POISONING WITH COTTON SEED OR COTTON SEED MEAL.

Poisons in cotton plant: on man, pig, cow, stock cattle. Symptoms in latter: Nervousness, debility, exhaustion, in-cöordination, paresis, dyspnœa, dullness, anorexia, drooping head, trembling, lachrymation, corneal ulcer, opacity, vesiculation; unilateral or bilateral; with rest and change of food recover in five days except eye lesions. Treatment: suspend cotton seed, purge, and treat eye lesions.

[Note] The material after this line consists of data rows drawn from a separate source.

//! Fact paths: parsing, normalization, relative resolution, and wildcard
//! population.
//!
//! A path is absolute (`/a/b`) or relative (`../sibling`). Segments are named
//! children, parent hops, the wildcard `*`, or a collection member `#id`. A
//! path containing wildcards is *abstract*: a template over collection
//! members that resolves to zero or more concrete paths.

use std::fmt;
use std::str::FromStr;

use crate::error::FactGraphError;

// ──────────────────────────────────────────────
// Segments
// ──────────────────────────────────────────────

/// One step of a path.
#[derive(Debug, Clone, PartialEq, Eq, Hash, PartialOrd, Ord)]
pub enum Segment {
    /// A named child fact.
    Named(String),
    /// `..` -- the enclosing fact.
    Parent,
    /// `*` -- every member of the enclosing collection.
    Wildcard,
    /// `#id` -- one member of the enclosing collection.
    Member(String),
}

impl Segment {
    fn parse(raw: &str) -> Result<Segment, FactGraphError> {
        match raw {
            ".." => Ok(Segment::Parent),
            "*" => Ok(Segment::Wildcard),
            _ if raw.starts_with('#') => {
                let id = &raw[1..];
                if id.is_empty() {
                    return Err(FactGraphError::parse("empty member id '#'"));
                }
                Ok(Segment::Member(id.to_string()))
            }
            _ => {
                if raw.is_empty() {
                    return Err(FactGraphError::parse("empty path segment"));
                }
                if raw.contains(['/', '#', '*']) {
                    return Err(FactGraphError::parse(format!("bad segment '{}'", raw)));
                }
                Ok(Segment::Named(raw.to_string()))
            }
        }
    }
}

impl fmt::Display for Segment {
    fn fmt(&self, f: &mut fmt::Formatter<'_>) -> fmt::Result {
        match self {
            Segment::Named(n) => f.write_str(n),
            Segment::Parent => f.write_str(".."),
            Segment::Wildcard => f.write_str("*"),
            Segment::Member(id) => write!(f, "#{}", id),
        }
    }
}

// ──────────────────────────────────────────────
// Path
// ──────────────────────────────────────────────

/// An absolute or relative fact path.
#[derive(Debug, Clone, PartialEq, Eq, Hash, PartialOrd, Ord)]
pub struct Path {
    absolute: bool,
    segments: Vec<Segment>,
}

impl Path {
    /// The absolute root `/`.
    pub fn root() -> Path {
        Path {
            absolute: true,
            segments: Vec::new(),
        }
    }

    /// Parse and normalize. `.` segments fold away, `..` folds against the
    /// preceding segment, and escaping above the root is rejected.
    pub fn parse(raw: &str) -> Result<Path, FactGraphError> {
        let raw = raw.trim();
        if raw.is_empty() {
            return Err(FactGraphError::parse("empty path"));
        }
        let (absolute, rest) = match raw.strip_prefix('/') {
            Some(rest) => (true, rest),
            None => (false, raw),
        };
        let mut segments = Vec::new();
        if !rest.is_empty() {
            for part in rest.split('/') {
                if part == "." {
                    continue;
                }
                segments.push(Segment::parse(part)?);
            }
        }
        Path { absolute, segments }.normalized(raw)
    }

    fn normalized(self, raw: &str) -> Result<Path, FactGraphError> {
        let mut out: Vec<Segment> = Vec::with_capacity(self.segments.len());
        for seg in self.segments {
            match seg {
                Segment::Parent => match out.last() {
                    Some(Segment::Parent) | None => {
                        if self.absolute {
                            return Err(FactGraphError::parse(format!(
                                "path '{}' escapes above root",
                                raw
                            )));
                        }
                        out.push(Segment::Parent);
                    }
                    Some(_) => {
                        out.pop();
                    }
                },
                other => out.push(other),
            }
        }
        Ok(Path {
            absolute: self.absolute,
            segments: out,
        })
    }

    pub fn is_absolute(&self) -> bool {
        self.absolute
    }

    /// True when any segment is a wildcard.
    pub fn is_abstract(&self) -> bool {
        self.segments.iter().any(|s| *s == Segment::Wildcard)
    }

    pub fn segments(&self) -> &[Segment] {
        &self.segments
    }

    pub fn last(&self) -> Option<&Segment> {
        self.segments.last()
    }

    /// Resolve this (relative) path against an absolute base. An absolute
    /// path resolves to itself.
    pub fn resolve(&self, base: &Path) -> Result<Path, FactGraphError> {
        if self.absolute {
            return Ok(self.clone());
        }
        if !base.absolute {
            return Err(FactGraphError::parse(format!(
                "cannot resolve '{}' against relative base '{}'",
                self, base
            )));
        }
        let mut segments = base.segments.clone();
        segments.extend(self.segments.iter().cloned());
        Path {
            absolute: true,
            segments,
        }
        .normalized(&self.to_string())
    }

    /// Map each member segment to a wildcard, yielding the template this
    /// concrete path was instantiated from.
    pub fn to_abstract(&self) -> Path {
        Path {
            absolute: self.absolute,
            segments: self
                .segments
                .iter()
                .map(|s| match s {
                    Segment::Member(_) => Segment::Wildcard,
                    other => other.clone(),
                })
                .collect(),
        }
    }

    /// The enclosing path; `None` at the root or on an empty relative path.
    pub fn parent(&self) -> Option<Path> {
        if self.segments.is_empty() {
            return None;
        }
        let mut segments = self.segments.clone();
        segments.pop();
        Some(Path {
            absolute: self.absolute,
            segments,
        })
    }

    /// Append one segment.
    pub fn child(&self, segment: Segment) -> Path {
        let mut segments = self.segments.clone();
        segments.push(segment);
        Path {
            absolute: self.absolute,
            segments,
        }
    }

    /// Number of wildcard segments.
    pub fn wildcard_count(&self) -> usize {
        self.segments
            .iter()
            .filter(|s| **s == Segment::Wildcard)
            .count()
    }

    /// Substitute member lists for wildcards, producing the Cartesian
    /// enumeration of concrete paths. `members_by_position[i]` is the member
    /// list of the collection enclosing the i-th wildcard, in path order.
    pub fn populate(&self, members_by_position: &[Vec<String>]) -> Result<Vec<Path>, FactGraphError> {
        if members_by_position.len() != self.wildcard_count() {
            return Err(FactGraphError::parse(format!(
                "path '{}' has {} wildcards, got {} member lists",
                self,
                self.wildcard_count(),
                members_by_position.len()
            )));
        }
        let mut out: Vec<Vec<Segment>> = vec![Vec::with_capacity(self.segments.len())];
        let mut position = 0;
        for seg in &self.segments {
            match seg {
                Segment::Wildcard => {
                    let members = &members_by_position[position];
                    position += 1;
                    let mut next = Vec::with_capacity(out.len() * members.len());
                    for prefix in &out {
                        for id in members {
                            let mut p = prefix.clone();
                            p.push(Segment::Member(id.clone()));
                            next.push(p);
                        }
                    }
                    out = next;
                }
                other => {
                    for prefix in &mut out {
                        prefix.push(other.clone());
                    }
                }
            }
        }
        Ok(out
            .into_iter()
            .map(|segments| Path {
                absolute: self.absolute,
                segments,
            })
            .collect())
    }

    /// True when `prefix` is this path or an ancestor of it.
    pub fn starts_with(&self, prefix: &Path) -> bool {
        self.absolute == prefix.absolute
            && self.segments.len() >= prefix.segments.len()
            && self.segments[..prefix.segments.len()] == prefix.segments[..]
    }
}

impl fmt::Display for Path {
    fn fmt(&self, f: &mut fmt::Formatter<'_>) -> fmt::Result {
        if self.absolute {
            f.write_str("/")?;
        }
        for (i, seg) in self.segments.iter().enumerate() {
            if i > 0 {
                f.write_str("/")?;
            }
            write!(f, "{}", seg)?;
        }
        Ok(())
    }
}

impl FromStr for Path {
    type Err = FactGraphError;

    fn from_str(s: &str) -> Result<Self, Self::Err> {
        Path::parse(s)
    }
}

// ──────────────────────────────────────────────
// Tests
// ──────────────────────────────────────────────

#[cfg(test)]
mod tests {
    use super::*;

    fn p(s: &str) -> Path {
        Path::parse(s).unwrap()
    }

    #[test]
    fn parse_and_display_roundtrip() {
        for s in ["/", "/a/b", "/exp/*/amount", "/exp/#a1/amount", "../x", "a/b"] {
            assert_eq!(p(s).to_string(), s);
        }
    }

    #[test]
    fn normalization_folds_dots() {
        assert_eq!(p("/a/./b").to_string(), "/a/b");
        assert_eq!(p("/a/b/../c").to_string(), "/a/c");
        assert_eq!(p("a/../b").to_string(), "b");
        assert_eq!(p("../../x").to_string(), "../../x");
    }

    #[test]
    fn escape_above_root_rejected() {
        assert!(Path::parse("/..").is_err());
        assert!(Path::parse("/a/../..").is_err());
    }

    #[test]
    fn parse_rejects_malformed_segments() {
        assert!(Path::parse("").is_err());
        assert!(Path::parse("/a//b").is_err());
        assert!(Path::parse("/a/#").is_err());
    }

    #[test]
    fn resolve_relative_against_base() {
        let base = p("/exp/#a/amount");
        assert_eq!(p("../other").resolve(&base).unwrap(), p("/exp/#a/other"));
        assert_eq!(p("/abs").resolve(&base).unwrap(), p("/abs"));
        assert!(p("../../../../x").resolve(&base).is_err());
    }

    #[test]
    fn abstract_mapping() {
        let concrete = p("/exp/#a/amount");
        assert!(!concrete.is_abstract());
        assert_eq!(concrete.to_abstract(), p("/exp/*/amount"));
        assert!(p("/exp/*/amount").is_abstract());
    }

    #[test]
    fn populate_is_cartesian_in_order() {
        let path = p("/a/*/b/*/c");
        let concrete = path
            .populate(&[
                vec!["x".to_string(), "y".to_string()],
                vec!["1".to_string(), "2".to_string()],
            ])
            .unwrap();
        let rendered: Vec<String> = concrete.iter().map(|p| p.to_string()).collect();
        assert_eq!(
            rendered,
            vec!["/a/#x/b/#1/c", "/a/#x/b/#2/c", "/a/#y/b/#1/c", "/a/#y/b/#2/c"]
        );
    }

    #[test]
    fn populate_empty_collection_yields_nothing() {
        let path = p("/a/*/b");
        assert!(path.populate(&[vec![]]).unwrap().is_empty());
    }

    #[test]
    fn trailing_wildcard_is_legal() {
        let path = p("/exp/*");
        let concrete = path.populate(&[vec!["a".to_string()]]).unwrap();
        assert_eq!(concrete[0].to_string(), "/exp/#a");
    }

    #[test]
    fn parent_and_starts_with() {
        assert_eq!(p("/a/b").parent().unwrap(), p("/a"));
        assert_eq!(p("/a").parent().unwrap(), Path::root());
        assert!(Path::root().parent().is_none());
        assert!(p("/exp/#a/amount").starts_with(&p("/exp/#a")));
        assert!(!p("/exp/#a/amount").starts_with(&p("/exp/#b")));
    }
}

The cotton plant develops poisons for various genera of animals. The bark of the root is a favorite abortifacient for woman and may be used for the same purpose in the domestic animals. The seed when fed continuously to swine will destroy life with symptoms of scorbutus, and grave constitutional disorders. Cotton seed meal fed in excess to dairy cows has a bad reputation for inducing garget and mammitis. In stock cattle it has the reputation of producing diarrhœa, running from the eyes, abscess and ulceration of the cornea, staphyloma, hyperthermia (103° to 109° F.), swelled legs, congestion of the liver and spleen, and high colored urine. As described by Dr. F. C. McCurdy, of Kansas City, the southern cattle arrive in poor condition, seem nervous, weak and exhausted, move with an uncertain, staggering gait, and may fall and make convulsive but ineffectual efforts to rise. Dyspnœa, blue mucosæ, and protruded tongue are noticeable in such cases. In the slighter cases, dullness, inappetence, suspended rumination, drooping head, and trembling limbs are characteristic features, and profuse lachrymation is constant. In some eyes there is a small opaque spot around a minute ulcer containing small granules like dust or sand, and situated in the centre of the cornea on the line of approximation of the two eyelids. Larger opaque areas when present were generally confined to the corneal surface, without any areola of distended vessels, and without a vascular zone at the junction of cornea and sclera. In certain cases the whole transparent cornea stood out in the form of a vesicle, so prominently as to interfere with closure of the eyelids. The affection might attack both eyes or only one.

An important feature is that cattle coming from the cars in this condition and left at rest for five days on hay without cotton seed recovered rumination and appetite, and the weakness and nervous excitement or depression disappeared. There remained only the lesions of the eye which progress tardily according to their extent or severity.

The southern origin of the cattle, together with the congested liver and spleen and the high colored urine would have suggested the southern cattle fever, but from the promptitude of the recovery under a change of regimen and the prominence of the lesions of the eye.

The important point in connection with this subject is the prophylaxis by avoidance of the too liberal diet of cotton seed. When the disease has actually set in, the true course is to suspend this aliment, clear the bowels of any that may remain therein, and treat the lesions of the eyes according to their respective conditions.